Big breakthrough thanks to VUB spin-offs

As a result of the discovery, several VUB spin-offs emerged and different kind of drugs are on the verge of being launched in the years to come. Also in agriculture, a big breakthrough is expected as nanobodies or ‘agrobodies’ can be used to protect food crops and contribute to more sustainable food production. Ablynx was the first VUB spin-off to start developing nanobody-based therapeutic programmes in various areas including inflammation, hematology, immuno-oncology and respiratory disease. By the end of 2018 the company launched its first drug, Caplacizumab. It treats thrombotic thrombocytopenic purpura (TTP), a rare blood disorder that causes blood clots in small veins throughout the body.

Two more VUB spin-offs are based on the discovery of nanobodies for developing treatments.

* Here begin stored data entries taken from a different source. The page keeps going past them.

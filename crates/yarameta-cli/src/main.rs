//! yara-metadata CLI
//!
//! Keeps the provenance metadata of YARA rules in line with git history.

mod cli;
mod commands;
mod error;

use clap::Parser;
use colored::Colorize;
use tracing::Level;
use tracing_subscriber::FmtSubscriber;

use cli::Cli;
use error::{CliError, Result};

fn main() {
    if let Err(e) = run() {
        eprintln!("{}: {}", "error".red().bold(), e);
        std::process::exit(1);
    }
}

fn run() -> Result<()> {
    let cli = Cli::parse();

    let level = if cli.verbose { Level::DEBUG } else { Level::WARN };
    let subscriber = FmtSubscriber::builder()
        .with_max_level(level)
        .with_target(cli.verbose)
        .with_writer(std::io::stderr)
        .finish();
    tracing::subscriber::set_global_default(subscriber)
        .map_err(|e| CliError::user(format!("Failed to set tracing subscriber: {e}")))?;
    tracing::debug!("Verbose mode enabled");

    commands::run_stamp(&cli)
}
//! Error types for yarameta-rules

/// Result type for yarameta-rules operations
pub type Result<T> = std::result::Result<T, Error>;

/// Errors that can occur while reading rule text
#[derive(Debug, Clone, PartialEq, Eq, thiserror::Error)]
pub enum Error {
    #[error("line {line}, column {column}: {message}")]
    Parse {
        line: usize,
        column: usize,
        message: String,
    },

    #[error("content is not valid UTF-8: {0}")]
    Encoding(String),
}

impl Error {
    /// Build a parse error located at byte `offset` of `source`.
    pub fn parse_at(source: &str, offset: usize, message: impl Into<String>) -> Self {
        let offset = offset.min(source.len());
        let before = &source[..offset];
        let line = before.matches('\n').count() + 1;
        let column = before
            .rsplit('\n')
            .next()
            .map(|l| l.chars().count())
            .unwrap_or(0)
            + 1;
        Self::Parse {
            line,
            column,
            message: message.into(),
        }
    }
}

#[cfg(test)]
mod tests {
    use super::*;

    #[test]
    fn test_parse_at_position() {
        let source = "rule a {\n  condition:\n    ???\n}";
        let offset = source.find("???").unwrap();
        assert_eq!(
            Error::parse_at(source, offset, "boom"),
            Error::Parse {
                line: 3,
                column: 5,
                message: "boom".into()
            }
        );
    }

    #[test]
    fn test_parse_at_clamps_offset() {
        let err = Error::parse_at("ab", 10, "eof");
        assert_eq!(err.to_string(), "line 1, column 3: eof");
    }
}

Confo Therapeutics (VUB-VIB spin-off) runs drug discovery programmes influencing diseases such as neurological and psychiatric diseases (schizophrenia, depression, Alzheimer's disease and Parkinson's disease) and fibrosis (liver and lungs). Camel-IDS develops a treatment that attacks cancer cells from inside the body. This therapy is more efficient than the classical radiation, which also damages healthy body cells. Its lead programme focuses on the treatment of brain metastases in breast cancer, but the company also aims to tackle other types of cancer in the future like lung cancer, ovarian cancer and pancreatic cancer.

Gulliver Biomed, another VUB spin-off founded in 2018 together with the university of Ghent, aims to develop nanobodies for researchers in knowledge institutions and companies in their scientific search. AgroSavfe, on the other hand, is focusing on the development of effective and safe biocontrols to tackle pests and diseases in food crops. It wants to offer a reliable crop protection alternative for farmers to sustainably produce healthy, high-quality food.